_Required action_: If a line in the records below holds the word "Convert", copy it.

---------- Records supplied

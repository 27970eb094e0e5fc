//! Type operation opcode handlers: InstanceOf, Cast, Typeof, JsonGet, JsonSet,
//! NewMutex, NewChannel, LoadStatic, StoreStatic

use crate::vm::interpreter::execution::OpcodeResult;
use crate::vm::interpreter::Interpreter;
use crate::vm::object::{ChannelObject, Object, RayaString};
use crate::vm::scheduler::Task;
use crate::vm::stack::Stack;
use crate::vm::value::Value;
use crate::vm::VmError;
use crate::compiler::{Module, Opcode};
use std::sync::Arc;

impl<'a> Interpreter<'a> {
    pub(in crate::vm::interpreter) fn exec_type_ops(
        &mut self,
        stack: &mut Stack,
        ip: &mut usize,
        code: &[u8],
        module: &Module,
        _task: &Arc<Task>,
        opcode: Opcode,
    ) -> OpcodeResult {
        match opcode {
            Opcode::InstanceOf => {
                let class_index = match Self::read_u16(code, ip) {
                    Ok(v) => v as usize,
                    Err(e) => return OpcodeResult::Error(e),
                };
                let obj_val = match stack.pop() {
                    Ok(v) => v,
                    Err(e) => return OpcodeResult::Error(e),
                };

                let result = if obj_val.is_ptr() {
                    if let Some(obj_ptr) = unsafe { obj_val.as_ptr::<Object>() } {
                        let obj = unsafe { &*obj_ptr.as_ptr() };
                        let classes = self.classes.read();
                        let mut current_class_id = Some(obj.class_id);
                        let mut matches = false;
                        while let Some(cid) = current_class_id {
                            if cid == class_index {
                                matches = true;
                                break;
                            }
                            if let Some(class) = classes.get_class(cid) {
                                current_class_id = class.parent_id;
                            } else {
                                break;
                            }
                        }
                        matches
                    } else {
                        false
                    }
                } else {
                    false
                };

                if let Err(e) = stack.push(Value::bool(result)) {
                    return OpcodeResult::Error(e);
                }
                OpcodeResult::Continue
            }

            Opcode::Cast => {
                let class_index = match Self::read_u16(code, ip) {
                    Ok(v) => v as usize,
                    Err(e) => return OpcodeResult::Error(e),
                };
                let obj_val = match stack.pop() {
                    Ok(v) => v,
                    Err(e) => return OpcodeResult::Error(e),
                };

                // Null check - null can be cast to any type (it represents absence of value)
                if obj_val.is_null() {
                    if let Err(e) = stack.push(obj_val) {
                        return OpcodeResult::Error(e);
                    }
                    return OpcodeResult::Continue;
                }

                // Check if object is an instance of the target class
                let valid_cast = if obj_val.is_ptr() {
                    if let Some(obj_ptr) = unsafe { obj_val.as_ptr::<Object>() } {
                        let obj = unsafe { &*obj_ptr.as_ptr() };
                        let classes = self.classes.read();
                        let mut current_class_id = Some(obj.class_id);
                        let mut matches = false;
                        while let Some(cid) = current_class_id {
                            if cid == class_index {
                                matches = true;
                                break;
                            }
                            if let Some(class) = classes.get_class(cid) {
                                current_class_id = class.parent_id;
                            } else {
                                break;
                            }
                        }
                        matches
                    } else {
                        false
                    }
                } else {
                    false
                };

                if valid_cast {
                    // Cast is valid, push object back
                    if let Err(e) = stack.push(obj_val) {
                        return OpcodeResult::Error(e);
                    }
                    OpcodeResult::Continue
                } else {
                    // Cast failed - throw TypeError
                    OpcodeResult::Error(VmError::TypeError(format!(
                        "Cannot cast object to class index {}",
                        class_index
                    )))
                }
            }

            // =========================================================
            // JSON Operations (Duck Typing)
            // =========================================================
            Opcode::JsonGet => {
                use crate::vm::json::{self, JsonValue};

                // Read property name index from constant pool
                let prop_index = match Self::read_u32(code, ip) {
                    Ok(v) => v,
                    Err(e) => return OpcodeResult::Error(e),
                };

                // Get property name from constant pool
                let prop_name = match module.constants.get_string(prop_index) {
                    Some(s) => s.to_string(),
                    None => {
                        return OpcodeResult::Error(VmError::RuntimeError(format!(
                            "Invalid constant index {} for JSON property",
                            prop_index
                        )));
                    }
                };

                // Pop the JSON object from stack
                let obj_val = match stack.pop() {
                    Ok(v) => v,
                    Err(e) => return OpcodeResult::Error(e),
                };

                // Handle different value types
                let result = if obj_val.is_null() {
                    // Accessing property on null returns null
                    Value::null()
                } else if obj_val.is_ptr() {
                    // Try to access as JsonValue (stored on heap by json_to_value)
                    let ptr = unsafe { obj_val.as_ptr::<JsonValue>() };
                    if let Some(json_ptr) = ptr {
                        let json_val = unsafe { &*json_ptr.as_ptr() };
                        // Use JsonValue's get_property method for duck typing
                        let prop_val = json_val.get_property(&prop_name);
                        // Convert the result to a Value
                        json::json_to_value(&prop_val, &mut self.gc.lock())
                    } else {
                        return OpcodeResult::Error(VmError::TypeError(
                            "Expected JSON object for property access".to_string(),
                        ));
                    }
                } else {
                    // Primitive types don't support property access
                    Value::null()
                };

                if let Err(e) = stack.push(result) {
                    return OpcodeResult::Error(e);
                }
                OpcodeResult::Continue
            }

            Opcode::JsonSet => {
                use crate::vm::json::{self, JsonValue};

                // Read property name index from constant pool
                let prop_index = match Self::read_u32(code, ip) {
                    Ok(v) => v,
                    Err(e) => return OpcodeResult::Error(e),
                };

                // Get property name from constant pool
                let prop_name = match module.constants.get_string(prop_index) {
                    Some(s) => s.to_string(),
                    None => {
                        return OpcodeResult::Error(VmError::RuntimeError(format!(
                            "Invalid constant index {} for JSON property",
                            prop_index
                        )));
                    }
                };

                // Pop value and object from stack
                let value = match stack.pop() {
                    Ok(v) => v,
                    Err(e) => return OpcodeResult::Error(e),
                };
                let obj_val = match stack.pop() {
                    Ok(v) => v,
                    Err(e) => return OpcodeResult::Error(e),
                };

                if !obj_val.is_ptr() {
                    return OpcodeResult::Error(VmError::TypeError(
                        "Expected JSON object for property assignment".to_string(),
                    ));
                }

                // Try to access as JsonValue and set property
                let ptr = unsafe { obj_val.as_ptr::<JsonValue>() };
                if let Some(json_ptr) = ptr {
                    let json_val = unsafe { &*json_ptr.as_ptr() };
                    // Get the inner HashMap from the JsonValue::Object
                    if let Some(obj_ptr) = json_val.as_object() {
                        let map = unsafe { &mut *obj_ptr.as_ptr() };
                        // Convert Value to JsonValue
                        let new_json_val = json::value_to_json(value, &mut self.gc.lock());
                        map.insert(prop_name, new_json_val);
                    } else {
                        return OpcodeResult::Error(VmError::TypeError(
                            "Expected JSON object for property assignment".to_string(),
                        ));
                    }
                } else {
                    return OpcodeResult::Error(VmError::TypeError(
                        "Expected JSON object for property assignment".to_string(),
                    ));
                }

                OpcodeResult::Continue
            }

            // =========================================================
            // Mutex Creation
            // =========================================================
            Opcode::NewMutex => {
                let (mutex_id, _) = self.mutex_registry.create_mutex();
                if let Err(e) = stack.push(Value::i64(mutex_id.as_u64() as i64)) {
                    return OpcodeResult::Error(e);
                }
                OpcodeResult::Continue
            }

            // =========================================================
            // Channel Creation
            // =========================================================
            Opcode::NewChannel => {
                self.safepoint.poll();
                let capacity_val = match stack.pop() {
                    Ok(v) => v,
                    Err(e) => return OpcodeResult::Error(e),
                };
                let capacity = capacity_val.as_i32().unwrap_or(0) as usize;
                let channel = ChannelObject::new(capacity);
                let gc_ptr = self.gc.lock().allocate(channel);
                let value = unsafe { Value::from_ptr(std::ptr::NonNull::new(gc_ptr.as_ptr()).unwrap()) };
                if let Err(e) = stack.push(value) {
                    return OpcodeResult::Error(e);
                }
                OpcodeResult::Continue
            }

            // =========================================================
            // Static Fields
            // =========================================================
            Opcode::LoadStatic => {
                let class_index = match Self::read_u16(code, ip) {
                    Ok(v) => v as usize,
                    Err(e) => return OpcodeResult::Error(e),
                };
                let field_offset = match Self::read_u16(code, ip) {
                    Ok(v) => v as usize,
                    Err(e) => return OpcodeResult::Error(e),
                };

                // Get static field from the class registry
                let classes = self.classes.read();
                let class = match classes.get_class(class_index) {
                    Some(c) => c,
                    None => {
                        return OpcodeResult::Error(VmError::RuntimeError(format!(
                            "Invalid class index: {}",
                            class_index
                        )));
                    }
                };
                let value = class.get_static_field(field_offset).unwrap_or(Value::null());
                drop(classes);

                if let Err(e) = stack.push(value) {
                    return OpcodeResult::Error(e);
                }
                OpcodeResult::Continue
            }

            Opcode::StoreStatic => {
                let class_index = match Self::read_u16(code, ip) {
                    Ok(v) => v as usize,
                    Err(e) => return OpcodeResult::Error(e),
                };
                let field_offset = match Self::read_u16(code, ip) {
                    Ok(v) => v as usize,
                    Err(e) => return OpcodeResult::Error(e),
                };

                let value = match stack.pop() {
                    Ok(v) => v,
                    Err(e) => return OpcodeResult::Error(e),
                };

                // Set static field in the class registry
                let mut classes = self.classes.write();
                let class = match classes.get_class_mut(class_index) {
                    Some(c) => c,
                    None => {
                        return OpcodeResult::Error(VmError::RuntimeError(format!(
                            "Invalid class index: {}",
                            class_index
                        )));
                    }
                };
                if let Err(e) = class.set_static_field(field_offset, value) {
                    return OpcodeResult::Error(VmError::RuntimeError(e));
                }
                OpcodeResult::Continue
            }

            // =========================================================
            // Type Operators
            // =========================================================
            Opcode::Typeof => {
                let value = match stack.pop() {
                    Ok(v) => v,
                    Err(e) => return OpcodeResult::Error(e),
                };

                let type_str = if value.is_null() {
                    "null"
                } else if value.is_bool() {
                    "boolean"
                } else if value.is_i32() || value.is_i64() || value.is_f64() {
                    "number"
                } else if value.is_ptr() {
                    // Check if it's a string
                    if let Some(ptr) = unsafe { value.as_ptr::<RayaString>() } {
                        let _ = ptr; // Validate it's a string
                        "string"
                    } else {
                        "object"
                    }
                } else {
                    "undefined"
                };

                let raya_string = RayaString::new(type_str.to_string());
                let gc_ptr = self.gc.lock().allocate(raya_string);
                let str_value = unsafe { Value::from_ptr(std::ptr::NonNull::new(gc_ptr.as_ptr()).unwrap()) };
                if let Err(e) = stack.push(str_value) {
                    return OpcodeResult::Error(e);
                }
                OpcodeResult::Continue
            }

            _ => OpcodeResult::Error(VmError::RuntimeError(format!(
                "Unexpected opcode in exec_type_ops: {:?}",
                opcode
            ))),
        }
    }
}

--------------------

_Written response_:
                        // Convert the result to a Value
                        // Convert Value to JsonValue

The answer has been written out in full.